# Text Summarization: 03a. modeling with pretrained model

## Import libraries

In [1]:
import os
from datasets import DatasetDict, load_from_disk
from matplotlib import pyplot as plt
import pandas as pd
from transformers import AutoTokenizer, AutoModelForSeq2SeqLM, GenerationConfig
import torch

In [2]:
# set variables
SEED = 1234
curr_path = os.getcwd()
path_raw = os.path.join(curr_path, '../data/raw', 'bill_summary_us')
# dataset_name = 'vgoldberg/longform_article_summarization'
dataset_name = 'dreamproit/bill_summary_us'
path_preprocessed = os.path.join(curr_path, '../data/preprocessed', 'bill_summary_us_single_section')
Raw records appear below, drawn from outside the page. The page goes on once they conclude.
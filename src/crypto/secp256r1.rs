//! secp256r1 (NIST P-256) domain parameters, as used by DNSSEC algorithm 13.

use crate::alg::CurveParams;

pub(crate) const PARAMS: CurveParams = CurveParams {
	field_width: 32,
	p: &hex_lit::hex!("ffffffff00000001000000000000000000000000ffffffffffffffffffffffff"),
	a: &hex_lit::hex!("ffffffff00000001000000000000000000000000fffffffffffffffffffffffc"),
	b: &hex_lit::hex!("5ac635d8aa3a93e7b3ebbd55769886bc651d06b0cc53b0f63bce3c3e27d2604b"),
	gx: &hex_lit::hex!("6b17d1f2e12c4247f8bce6e563a440f277037d812deb33a0f4a13945d898c296"),
	gy: &hex_lit::hex!("4fe342e2fe1a7f9b8ee7eb4a7c0f9e162bce33576b315ececbb6406837bf51f5"),
	n: &hex_lit::hex!("ffffffff00000000ffffffffffffffffbce6faada7179e84f3b9cac2fc632551"),
};
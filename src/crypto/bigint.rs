//! Conversion between arbitrary-precision unsigned integers and the big-endian byte strings DNS
//! key and signature fields carry.
//!
//! DNS integers are unsigned and have no sign byte, unlike ASN.1 INTEGERs. Length checks are up
//! to the caller, as each field has its own fixed or prefixed width.

pub use num_bigint_dig::BigUint;

/// Reads a big-endian unsigned integer. The empty string is zero.
pub fn decode(bytes: &[u8]) -> BigUint {
	BigUint::from_bytes_be(bytes)
}

/// Writes `v` as a minimal big-endian byte string, with no leading zero bytes.
///
/// Zero encodes as the empty string.
pub fn encode(v: &BigUint) -> Vec<u8> {
	if byte_len(v) == 0 { return Vec::new(); }
	v.to_bytes_be()
}

/// The number of bytes [`encode`] writes for `v`.
pub fn byte_len(v: &BigUint) -> usize {
	(v.bits() + 7) / 8
}

/// Writes `v` as exactly `width` big-endian bytes.
///
/// Short values are left-padded with zeros. Values wider than `width` keep only their
/// least-significant `width` bytes.
pub fn encode_fixed(v: &BigUint, width: usize) -> Vec<u8> {
	let bytes = encode(v);
	let mut res = vec![0; width];
	if bytes.len() >= width {
		res.copy_from_slice(&bytes[bytes.len() - width..]);
	} else {
		res[width - bytes.len()..].copy_from_slice(&bytes);
	}
	res
}
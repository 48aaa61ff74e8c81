//! DSA (FIPS 186) signing and verification for DNSSEC, which only ever uses SHA-1.
//!
//! Signatures go in and out as DER `SEQUENCE { r, s }`, the form [`crate::sigcodec`] converts
//! the DNS wire format to and from.

use ::dsa::{Components, Signature, SigningKey, VerifyingKey};
use sha1::{Digest, Sha1};
use signature::{DigestSigner, DigestVerifier, SignatureEncoding};

use super::bigint::BigUint;
use crate::error::DnssecError;

fn verifying_key(p: &BigUint, q: &BigUint, g: &BigUint, y: &BigUint) -> Result<VerifyingKey, DnssecError> {
	let components = Components::from_components(p.clone(), q.clone(), g.clone())
		.map_err(DnssecError::crypto)?;
	VerifyingKey::from_components(components, y.clone()).map_err(DnssecError::crypto)
}

/// Signs `data` with RFC 6979 deterministic nonces, returning a DER signature.
pub(crate) fn sign_dsa(p: &BigUint, q: &BigUint, g: &BigUint, y: &BigUint, x: &BigUint, data: &[u8])
-> Result<Vec<u8>, DnssecError> {
	let key = SigningKey::from_components(verifying_key(p, q, g, y)?, x.clone())
		.map_err(DnssecError::crypto)?;
	let sig: Signature = key.try_sign_digest(Sha1::new_with_prefix(data))
		.map_err(DnssecError::crypto)?;
	Ok(sig.to_vec())
}

/// Validates a DER signature over `data`.
pub(crate) fn validate_dsa(p: &BigUint, q: &BigUint, g: &BigUint, y: &BigUint, der_sig: &[u8], data: &[u8])
-> Result<(), DnssecError> {
	let key = verifying_key(p, q, g, y)?;
	let sig = Signature::try_from(der_sig).map_err(|_| DnssecError::SignatureVerificationFailed)?;
	key.verify_digest(Sha1::new_with_prefix(data), &sig)
		.map_err(|_| DnssecError::SignatureVerificationFailed)
}
//! ECDSA over the SECP random curves P-256 and P-384.
//!
//! Verification goes through `ring`. Signing needs a scalar we were handed directly, which `ring`
//! has no way to import, so it is done with the RustCrypto curve crates instead. Both sides
//! exchange signatures as DER.

use ring::signature;
use p256::ecdsa::signature::Signer;

use super::bigint::{self, BigUint};
use crate::alg::{Curve, CurveParams};
use crate::error::DnssecError;

/// Checks that `(x, y)` is a point on the curve, ie that both coordinates are field elements and
/// `y^2 = x^3 + ax + b (mod p)`.
pub(crate) fn on_curve(params: &CurveParams, x: &BigUint, y: &BigUint) -> bool {
	let p = bigint::decode(params.p);
	if *x >= p || *y >= p { return false; }
	let a = bigint::decode(params.a);
	let b = bigint::decode(params.b);
	let lhs = (y * y) % &p;
	let rhs = (x * x * x + a * x + b) % &p;
	lhs == rhs
}

/// Signs `data` with the private scalar `d`, returning a DER signature.
pub(crate) fn sign_ecdsa(curve: Curve, d: &BigUint, data: &[u8]) -> Result<Vec<u8>, DnssecError> {
	let scalar = bigint::encode_fixed(d, curve.field_width());
	match curve {
		Curve::P256 => {
			let key = p256::ecdsa::SigningKey::from_slice(&scalar).map_err(DnssecError::crypto)?;
			let sig: p256::ecdsa::Signature = key.try_sign(data).map_err(DnssecError::crypto)?;
			Ok(sig.to_der().as_bytes().to_vec())
		},
		Curve::P384 => {
			let key = p384::ecdsa::SigningKey::from_slice(&scalar).map_err(DnssecError::crypto)?;
			let sig: p384::ecdsa::Signature = key.try_sign(data).map_err(DnssecError::crypto)?;
			Ok(sig.to_der().as_bytes().to_vec())
		},
	}
}

/// Derives the public point `d * G`, as `(x, y)`.
pub(crate) fn public_point(curve: Curve, d: &BigUint) -> Result<(BigUint, BigUint), DnssecError> {
	let scalar = bigint::encode_fixed(d, curve.field_width());
	let point = match curve {
		Curve::P256 => p256::ecdsa::SigningKey::from_slice(&scalar).map_err(DnssecError::crypto)?
			.verifying_key().to_encoded_point(false).as_bytes().to_vec(),
		Curve::P384 => p384::ecdsa::SigningKey::from_slice(&scalar).map_err(DnssecError::crypto)?
			.verifying_key().to_encoded_point(false).as_bytes().to_vec(),
	};
	// Uncompressed SEC1: 0x04 || X || Y
	let width = curve.field_width();
	if point.len() != 1 + 2 * width { return Err(DnssecError::MalformedKey); }
	Ok((bigint::decode(&point[1..1 + width]), bigint::decode(&point[1 + width..])))
}

/// Validates a DER signature over `data` against the public point `(x, y)`.
pub(crate) fn validate_ecdsa(curve: Curve, x: &BigUint, y: &BigUint, der_sig: &[u8], data: &[u8])
-> Result<(), DnssecError> {
	let width = curve.field_width();
	let alg = match curve {
		Curve::P256 => &signature::ECDSA_P256_SHA256_ASN1,
		Curve::P384 => &signature::ECDSA_P384_SHA384_ASN1,
	};

	// Add 0x4 identifier to the ECDSA pubkey as expected by ring.
	let mut key = Vec::with_capacity(1 + 2 * width);
	key.push(0x4);
	key.extend_from_slice(&bigint::encode_fixed(x, width));
	key.extend_from_slice(&bigint::encode_fixed(y, width));

	signature::UnparsedPublicKey::new(alg, &key)
		.verify(data, der_sig)
		.map_err(|_| DnssecError::SignatureVerificationFailed)
}
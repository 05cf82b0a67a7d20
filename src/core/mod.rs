//! Core module containing shared infrastructure components.
//!
//! This module provides the foundational building blocks for the dictionary
//! servers: configuration, logging setup, server lifecycle management, and
//! the stdio transport.

pub mod config;
pub mod logging;
pub mod server;
pub mod transport;

pub use config::Config;
pub use logging::init_logging;
pub use server::McpServer;
pub use transport::StdioTransport;
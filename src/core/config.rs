//! Configuration management for the dictionary servers.
//!
//! This module provides a centralized configuration structure that can be
//! populated from environment variables or defaults.

use serde::{Deserialize, Serialize};
use tracing::info;

/// Default dictionary page URL prefix; the word is appended as the last
/// path segment.
const DEFAULT_BASE_URL: &str = "https://www.ldoceonline.com/dictionary";

/// Browser-style user agent. The dictionary site rejects requests that do
/// not present one.
const DEFAULT_USER_AGENT: &str =
    "Mozilla/5.0 (Windows NT 10.0; Win64; x64) AppleWebKit/537.36 (KHTML, like Gecko) \
     Chrome/124.0.0.0 Safari/537.36";

const DEFAULT_TIMEOUT_SECS: u64 = 10;

/// Main configuration structure for the dictionary servers.
///
/// This struct contains all configurable aspects of a server process,
/// organized by concern for clarity and maintainability.
#[derive(Debug, Clone, Serialize, Deserialize)]
pub struct Config {
    /// Server identification and metadata.
    pub server: ServerConfig,

    /// Dictionary page fetch configuration.
    pub dictionary: DictionaryConfig,

    /// Logging configuration.
    pub logging: LoggingConfig,
}

/// Server identification configuration.
#[derive(Debug, Clone, Serialize, Deserialize)]
pub struct ServerConfig {
    /// The name of the server as reported to clients.
    pub name: String,

    /// The version of the server.
    pub version: String,
}

/// Configuration for the outbound dictionary page fetch.
#[derive(Debug, Clone, Serialize, Deserialize)]
pub struct DictionaryConfig {
    /// URL prefix the looked-up word is appended to.
    pub base_url: String,

    /// Fixed user-agent header sent with every request.
    pub user_agent: String,

    /// Request timeout in seconds. No retry on expiry.
    pub timeout_secs: u64,
}

/// Logging configuration.
#[derive(Debug, Clone, Serialize, Deserialize)]
pub struct LoggingConfig {
    /// Log level filter (e.g., "info", "debug", "trace").
    pub level: String,
}

impl Default for DictionaryConfig {
    fn default() -> Self {
        Self {
            base_url: DEFAULT_BASE_URL.to_string(),
            user_agent: DEFAULT_USER_AGENT.to_string(),
            timeout_secs: DEFAULT_TIMEOUT_SECS,
        }
    }
}

impl Default for Config {
    fn default() -> Self {
        Self {
            server: ServerConfig {
                name: "ldoce-mcp-server".to_string(),
                version: env!("CARGO_PKG_VERSION").to_string(),
            },
            dictionary: DictionaryConfig::default(),
            logging: LoggingConfig {
                level: "info".to_string(),
            },
        }
    }
}

impl Config {
    /// Create a new configuration with default values.
    pub fn new() -> Self {
        Self::default()
    }

    /// Load configuration from environment variables.
    ///
    /// Environment variables are expected to be prefixed with `MCP_`.
    /// For example: `MCP_SERVER_NAME`, `MCP_LOG_LEVEL`, `MCP_LDOCE_BASE_URL`.
    pub fn from_env() -> Self {
        dotenvy::dotenv().ok();

        let mut config = Self::default();

        if let Ok(name) = std::env::var("MCP_SERVER_NAME") {
            config.server.name = name;
        }

        if let Ok(level) = std::env::var("MCP_LOG_LEVEL") {
            config.logging.level = level;
        }

        if let Ok(base_url) = std::env::var("MCP_LDOCE_BASE_URL") {
            info!("Dictionary base URL overridden: {}", base_url);
            config.dictionary.base_url = base_url;
        }

        if let Ok(user_agent) = std::env::var("MCP_LDOCE_USER_AGENT") {
            config.dictionary.user_agent = user_agent;
        }

        if let Ok(timeout) = std::env::var("MCP_LDOCE_TIMEOUT_SECS") {
            if let Ok(secs) = timeout.parse() {
                config.dictionary.timeout_secs = secs;
            }
        }

        config
    }
}
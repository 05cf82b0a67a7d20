//! `ldoce-lookup` entry point.
//!
//! Serves the `get_dictionary_entry` tool over MCP stdio. It initializes
//! logging, loads configuration, and runs until the client disconnects or
//! the process is interrupted.

use anyhow::Result;
use tracing::info;

use ldoce_mcp_server::core::{Config, McpServer, StdioTransport, init_logging};
use ldoce_mcp_server::domains::tools::ToolSet;

#[tokio::main]
async fn main() -> Result<()> {
    // Load configuration from environment
    let config = Config::from_env();

    // Initialize logging
    init_logging(&config.logging.level);

    info!(
        "Starting {} v{} (dictionary lookup)",
        config.server.name, config.server.version
    );

    let server = McpServer::new(config, ToolSet::DictionaryLookup);

    StdioTransport::run(server).await?;

    info!("Server shutting down");

    Ok(())
}
//! STDIO transport implementation.
//!
//! Standard input/output transport for MCP - the default and only mode for
//! these servers. Shuts down cleanly when the client closes the stream or
//! the process receives an interrupt.

use rmcp::ServiceExt;
use tracing::info;

use super::{TransportError, TransportResult};
use crate::core::McpServer;

/// STDIO transport handler.
pub struct StdioTransport;

impl StdioTransport {
    /// Run the STDIO transport until the peer disconnects or an interrupt
    /// signal arrives.
    pub async fn run(server: McpServer) -> TransportResult<()> {
        info!("Ready - communicating via stdin/stdout");

        let service = server
            .serve(rmcp::transport::stdio())
            .await
            .map_err(|e| TransportError::init(e.to_string()))?;

        tokio::select! {
            result = service.waiting() => {
                result.map_err(|e| TransportError::ServiceError(e.to_string()))?;
            }
            _ = tokio::signal::ctrl_c() => {
                info!("Interrupt received, shutting down");
            }
        }

        info!("STDIO transport finished");
        Ok(())
    }
}
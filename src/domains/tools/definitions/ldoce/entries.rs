//! Dictionary entries tool - the richer multi-entry shape.
//!
//! Scrapes the same LDOCE page as the lookup tool but keeps every
//! `dictentry` block (homographs), splits pronunciation into British and
//! American variants, and additionally collects the "Examples from the
//! Corpus" groups and the word origin section.

use futures::FutureExt;
use rmcp::{
    ErrorData as McpError,
    handler::server::tool::{ToolCallContext, ToolRoute, cached_schema_for_type},
    model::{CallToolResult, Tool},
};
use schemars::JsonSchema;
use scraper::{ElementRef, Html};
use serde::{Deserialize, Serialize};
use std::sync::Arc;
use tracing::info;

use super::common::{
    element_text, error_result, fetch_page, first_text, first_text_opt, json_result, selector,
    split_pronunciation,
};
use crate::core::config::Config;

// ============================================================================
// Tool Parameters
// ============================================================================

/// Parameters for the dictionary entries tool.
#[derive(Debug, Clone, Deserialize, JsonSchema)]
pub struct DictionaryEntriesParams {
    /// The word to look up.
    #[schemars(description = "The English word to look up")]
    pub word: String,
}

// ============================================================================
// Output Shapes
// ============================================================================

/// The document returned to the caller.
#[derive(Debug, Clone, Serialize)]
pub struct EntriesDocument {
    pub word: String,
    pub entries: Vec<EntryDetail>,
    pub corpus_examples: Vec<CorpusExampleGroup>,
    #[serde(skip_serializing_if = "Option::is_none")]
    pub origin: Option<WordOrigin>,
}

/// One homograph entry.
#[derive(Debug, Clone, Serialize)]
pub struct EntryDetail {
    pub headword: String,
    #[serde(skip_serializing_if = "Option::is_none")]
    pub homograph: Option<String>,
    pub part_of_speech: String,
    pub pronunciations: PronunciationPair,
    #[serde(skip_serializing_if = "Option::is_none")]
    pub inflections: Option<String>,
    pub senses: Vec<RichSense>,
}

/// Pronunciation split on the site's `$` separator.
#[derive(Debug, Clone, Serialize)]
pub struct PronunciationPair {
    #[serde(skip_serializing_if = "Option::is_none")]
    pub british: Option<String>,
    #[serde(skip_serializing_if = "Option::is_none")]
    pub american: Option<String>,
}

/// One sense in the rich shape.
#[derive(Debug, Clone, Serialize)]
pub struct RichSense {
    pub number: String,
    #[serde(skip_serializing_if = "Option::is_none")]
    pub signpost: Option<String>,
    #[serde(skip_serializing_if = "Option::is_none")]
    pub grammar: Option<String>,
    pub definition: String,
    #[serde(skip_serializing_if = "Option::is_none")]
    pub cross_reference: Option<String>,
    pub examples: Vec<String>,
}

/// One "Examples from the Corpus" group.
#[derive(Debug, Clone, Serialize)]
pub struct CorpusExampleGroup {
    pub heading: String,
    pub examples: Vec<String>,
}

/// The word origin (etymology) section.
#[derive(Debug, Clone, Serialize)]
pub struct WordOrigin {
    pub headword: String,
    pub text: String,
}

// ============================================================================
// Tool Definition
// ============================================================================

/// Dictionary entries tool - fetches and scrapes one LDOCE page into the
/// rich multi-entry shape.
pub struct DictionaryEntriesTool;

impl DictionaryEntriesTool {
    /// Tool name as registered in MCP.
    pub const NAME: &'static str = "get_dictionary_entries";

    /// Tool description shown to clients.
    pub const DESCRIPTION: &'static str = "Look up an English word in the Longman Dictionary of Contemporary English and return every entry for it. Returns a JSON document with an entries array (headword, homograph number, part of speech, British and American pronunciation, senses with signposts and examples), corpus example groups, and word origin.";

    /// Execute the tool logic: fetch the page, scrape it, serialize.
    pub fn execute(params: &DictionaryEntriesParams, config: &Config) -> CallToolResult {
        info!("Dictionary entries lookup for: {}", params.word);

        let page = match fetch_page(&config.dictionary, &params.word) {
            Ok(page) => page,
            Err(e) => return error_result(&e.to_string()),
        };

        let document = Html::parse_document(&page);
        json_result(&parse_entries_document(&document, params.word.trim()))
    }

    /// Create a Tool model for this tool (metadata).
    pub fn to_tool() -> Tool {
        Tool {
            name: Self::NAME.into(),
            description: Some(Self::DESCRIPTION.into()),
            input_schema: cached_schema_for_type::<DictionaryEntriesParams>(),
            annotations: None,
            output_schema: None,
            icons: None,
            meta: None,
            title: None,
        }
    }

    /// Create a ToolRoute for the stdio transport.
    pub fn create_route<S>(config: Arc<Config>) -> ToolRoute<S>
    where
        S: Send + Sync + 'static,
    {
        ToolRoute::new_dyn(Self::to_tool(), move |ctx: ToolCallContext<'_, S>| {
            let args = ctx.arguments.clone().unwrap_or_default();
            let config = config.clone();
            async move {
                let params: DictionaryEntriesParams =
                    serde_json::from_value(serde_json::Value::Object(args))
                        .map_err(|e| McpError::invalid_params(e.to_string(), None))?;

                // The page fetch uses a blocking HTTP client; keep it off
                // the async executor.
                let result =
                    tokio::task::spawn_blocking(move || Self::execute(&params, &config))
                        .await
                        .map_err(|e| McpError::internal_error(e.to_string(), None))?;

                Ok(result)
            }
            .boxed()
        })
    }
}

// ============================================================================
// Extraction
// ============================================================================

/// Build the full document. Missing sections become empty collections.
fn parse_entries_document(document: &Html, word: &str) -> EntriesDocument {
    EntriesDocument {
        word: word.to_string(),
        entries: extract_entries(document, word),
        corpus_examples: extract_corpus_examples(document),
        origin: extract_origin(document),
    }
}

/// Extract every `dictentry` block as a homograph entry.
fn extract_entries(document: &Html, word: &str) -> Vec<EntryDetail> {
    let entry_sel = selector("span.dictentry");
    document
        .select(&entry_sel)
        .map(|entry| parse_entry(entry, word))
        .collect()
}

fn parse_entry(entry: ElementRef<'_>, word: &str) -> EntryDetail {
    let headword = first_text(entry, "span.HWD");
    let (british, american) = split_pronunciation(&first_text(entry, "span.PronCodes"));

    EntryDetail {
        headword: if headword.is_empty() {
            word.to_string()
        } else {
            headword
        },
        homograph: first_text_opt(entry, "span.HOMNUM"),
        part_of_speech: first_text(entry, "span.POS"),
        pronunciations: PronunciationPair { british, american },
        inflections: first_text_opt(entry, "span.Inflections"),
        senses: entry
            .select(&selector("span.Sense"))
            .map(parse_rich_sense)
            .collect(),
    }
}

fn parse_rich_sense(sense: ElementRef<'_>) -> RichSense {
    RichSense {
        number: first_text(sense, "span.sensenum"),
        signpost: first_text_opt(sense, "span.SIGNPOST"),
        grammar: first_text_opt(sense, "span.GRAM"),
        definition: first_text(sense, "span.DEF"),
        cross_reference: first_text_opt(sense, "span.Crossref"),
        examples: sense
            .select(&selector("span.EXAMPLE"))
            .map(element_text)
            .collect(),
    }
}

/// Collect the "Examples from the Corpus" groups.
fn extract_corpus_examples(document: &Html) -> Vec<CorpusExampleGroup> {
    let group_sel = selector(".exaGroup");
    let example_sel = selector("span.exa");

    document
        .select(&group_sel)
        .map(|group| CorpusExampleGroup {
            heading: first_text(group, ".title"),
            examples: group.select(&example_sel).map(element_text).collect(),
        })
        .filter(|group| !group.examples.is_empty() || !group.heading.is_empty())
        .collect()
}

/// Extract the word origin section, if the page carries one.
fn extract_origin(document: &Html) -> Option<WordOrigin> {
    let etym_sel = selector("span.etym");
    let block = document.select(&etym_sel).next()?;

    let headword = first_text(block, "span.HWD");
    let mut text = first_text(block, "span.Sense");
    if text.is_empty() {
        text = element_text(block);
    }

    if headword.is_empty() && text.is_empty() {
        None
    } else {
        Some(WordOrigin { headword, text })
    }
}

// ============================================================================
// Tests
// ============================================================================

#[cfg(test)]
mod tests {
    use super::*;

    const RICH_FIXTURE: &str = r#"
        <html><body>
          <span class="dictentry">
            <span class="Head">
              <span class="HWD">record</span>
              <span class="HOMNUM">1</span>
              <span class="PronCodes">/ˈrekɔːd $ -ərd/</span>
              <span class="POS">noun</span>
            </span>
            <span class="Sense">
              <span class="sensenum">1</span>
              <span class="SIGNPOST">information</span>
              <span class="GRAM">[countable]</span>
              <span class="DEF">information about something that is kept</span>
              <span class="EXAMPLE">medical records</span>
            </span>
          </span>
          <span class="dictentry">
            <span class="Head">
              <span class="HWD">record</span>
              <span class="HOMNUM">2</span>
              <span class="PronCodes">/rɪˈkɔːd/</span>
              <span class="POS">verb</span>
              <span class="Inflections">recorded, recording</span>
            </span>
            <span class="Sense">
              <span class="sensenum">1</span>
              <span class="DEF">to write information down</span>
            </span>
          </span>
          <span class="exaGroup">
            <span class="title">record</span>
            <span class="exa">The records show a steady decline.</span>
            <span class="exa">She kept a record of every payment.</span>
          </span>
          <span class="etym">
            <span class="Head"><span class="HWD">record</span></span>
            <span class="Sense">1200-1300 Old French recorder</span>
          </span>
        </body></html>
    "#;

    #[test]
    fn test_entries_array_keeps_homographs_in_order() {
        let html = Html::parse_document(RICH_FIXTURE);
        let doc = parse_entries_document(&html, "record");

        assert_eq!(doc.word, "record");
        assert_eq!(doc.entries.len(), 2);

        let noun = &doc.entries[0];
        assert_eq!(noun.headword, "record");
        assert_eq!(noun.homograph.as_deref(), Some("1"));
        assert_eq!(noun.part_of_speech, "noun");
        assert_eq!(noun.inflections, None);

        let verb = &doc.entries[1];
        assert_eq!(verb.homograph.as_deref(), Some("2"));
        assert_eq!(verb.part_of_speech, "verb");
        assert_eq!(verb.inflections.as_deref(), Some("recorded, recording"));
    }

    #[test]
    fn test_pronunciation_split_per_entry() {
        let html = Html::parse_document(RICH_FIXTURE);
        let doc = parse_entries_document(&html, "record");

        let noun = &doc.entries[0].pronunciations;
        assert_eq!(noun.british.as_deref(), Some("/ˈrekɔːd/"));
        assert_eq!(noun.american.as_deref(), Some("/-ərd/"));

        let verb = &doc.entries[1].pronunciations;
        assert_eq!(verb.british.as_deref(), Some("/rɪˈkɔːd/"));
        assert_eq!(verb.american, None);
    }

    #[test]
    fn test_rich_sense_fields() {
        let html = Html::parse_document(RICH_FIXTURE);
        let doc = parse_entries_document(&html, "record");

        let sense = &doc.entries[0].senses[0];
        assert_eq!(sense.number, "1");
        assert_eq!(sense.signpost.as_deref(), Some("information"));
        assert_eq!(sense.grammar.as_deref(), Some("[countable]"));
        assert_eq!(sense.definition, "information about something that is kept");
        assert_eq!(sense.examples, vec!["medical records"]);
        assert_eq!(sense.cross_reference, None);
    }

    #[test]
    fn test_corpus_example_groups() {
        let html = Html::parse_document(RICH_FIXTURE);
        let groups = extract_corpus_examples(&html);
        assert_eq!(groups.len(), 1);
        assert_eq!(groups[0].heading, "record");
        assert_eq!(groups[0].examples.len(), 2);
        assert_eq!(groups[0].examples[0], "The records show a steady decline.");
    }

    #[test]
    fn test_origin_section() {
        let html = Html::parse_document(RICH_FIXTURE);
        let origin = extract_origin(&html).expect("origin present");
        assert_eq!(origin.headword, "record");
        assert_eq!(origin.text, "1200-1300 Old French recorder");
    }

    #[test]
    fn test_empty_page_yields_empty_document() {
        let html = Html::parse_document("<html><body></body></html>");
        let doc = parse_entries_document(&html, "ghost");
        assert_eq!(doc.word, "ghost");
        assert!(doc.entries.is_empty());
        assert!(doc.corpus_examples.is_empty());
        assert!(doc.origin.is_none());
    }

    #[test]
    fn test_partial_entry_degrades_to_empty_fields() {
        let html = Html::parse_document(r#"<span class="dictentry"></span>"#);
        let doc = parse_entries_document(&html, "stub");
        assert_eq!(doc.entries.len(), 1);
        let entry = &doc.entries[0];
        assert_eq!(entry.headword, "stub");
        assert_eq!(entry.part_of_speech, "");
        assert!(entry.pronunciations.british.is_none());
        assert!(entry.senses.is_empty());
    }

    #[test]
    fn test_serialized_document_omits_absent_options() {
        let html = Html::parse_document("<html><body></body></html>");
        let doc = parse_entries_document(&html, "ghost");
        let value = serde_json::to_value(&doc).unwrap();
        assert!(value.get("origin").is_none());
        assert_eq!(value["entries"], serde_json::json!([]));
    }

    // Integration test (requires network, run with: cargo test -- --ignored)
    #[ignore]
    #[test]
    fn test_entries_live() {
        let params = DictionaryEntriesParams {
            word: "record".to_string(),
        };
        let config = Config::default();
        let result = DictionaryEntriesTool::execute(&params, &config);
        assert!(
            !result.is_error.unwrap_or(false),
            "Expected success but got error"
        );
    }
}
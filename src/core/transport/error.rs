//! Transport error types.

use thiserror::Error;

/// Result type for transport operations.
pub type TransportResult<T> = Result<T, TransportError>;

/// Errors that can occur in transport operations.
#[derive(Debug, Error)]
pub enum TransportError {
    /// IO error during transport.
    #[error("IO error: {0}")]
    IoError(#[from] std::io::Error),

    /// Server initialization error.
    #[error("Server initialization error: {0}")]
    InitError(String),

    /// Service error from rmcp.
    #[error("Service error: {0}")]
    ServiceError(String),
}

impl TransportError {
    /// Create an initialization error.
    pub fn init(msg: impl Into<String>) -> Self {
        Self::InitError(msg.into())
    }
}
path_predictions = os.path.join(
    curr_path, '../models/', 
    'flan_t5_base_pretrained', 
    'predictions', 'bill_summary_us_single_section'
)

max_input_length = 1024
max_target_length = 512

num_beams = 5
max_summary_ratio = 1.0

## Helper Functions

In [13]:
def print_example(example: dict) -> None:
    """Print example.
    :param example: dict, example.
    """
    print(' '.join(['=' * 10, 'text', '=' * 10]))
    print(example['text'])
    print(' '.join(['=' * 10, 'summary', '=' * 10]))
    print(example['summary'])    


def remove_missing_data(example: dict, col_list: list[str]) -> bool:
    """Remove missing data.
    :param example: dict, example.
    :param col_list, list[str], list of columns.
    :return: bool, whether valid (True) or missing data (False). 
    """
    flag_value = True
    for col in col_list:
        flag_value = flag_value and example[col] is not None
    return flag_value


def count_words(example: dict, col_list: list[str]) -> dict:    
    """Count words.
    :param example: dict, example.
    :param col_list, list[str], list of columns.
    :return: dict, count dictionary with prefix `count_`.
    """
    count_dict = {}
    for col_name in col_list:
        col_count = '_'.join(['count', col_name])
        word_count = len(example[col_name].split())
        count_dict[col_count] = word_count
    return count_dict


def process_tab(example: dict, col: str) -> dict:    
    """Process tab. Remove triple tabs then replace a tab with space.
    :param example: dict, example.
    :param col: str, column name to process.
    :return, dict, processed example.
    """
    example[col] = example[col].replace('\t\t\t', '').replace('\t', ' ')
    return example


def plot_text_length(df: pd.DataFrame, col_list: list[str]) -> tuple:
    """Plot historgram of text length.
    :param df, pd.DataFrame, input dataframe.
    :param col_list: list[str], a list of column names.
    :return: tuple, (fig, axis_tuple).
        - fig: matplotlib.figure, figure handle.
        - axis_tuple: tuple[matplotlib.axes.Axes], a tuple of axes.
    """
    num_col = len(col_list)
    fig, axis_tuple = plt.subplots(nrows=1, ncols=num_col, figsize=[6.4 * num_col, 4.8])
    for idx, col in enumerate(col_list):
        ax = axis_tuple[idx]
        _ = df.plot(y=col, kind='hist', bins=100, ax=ax)  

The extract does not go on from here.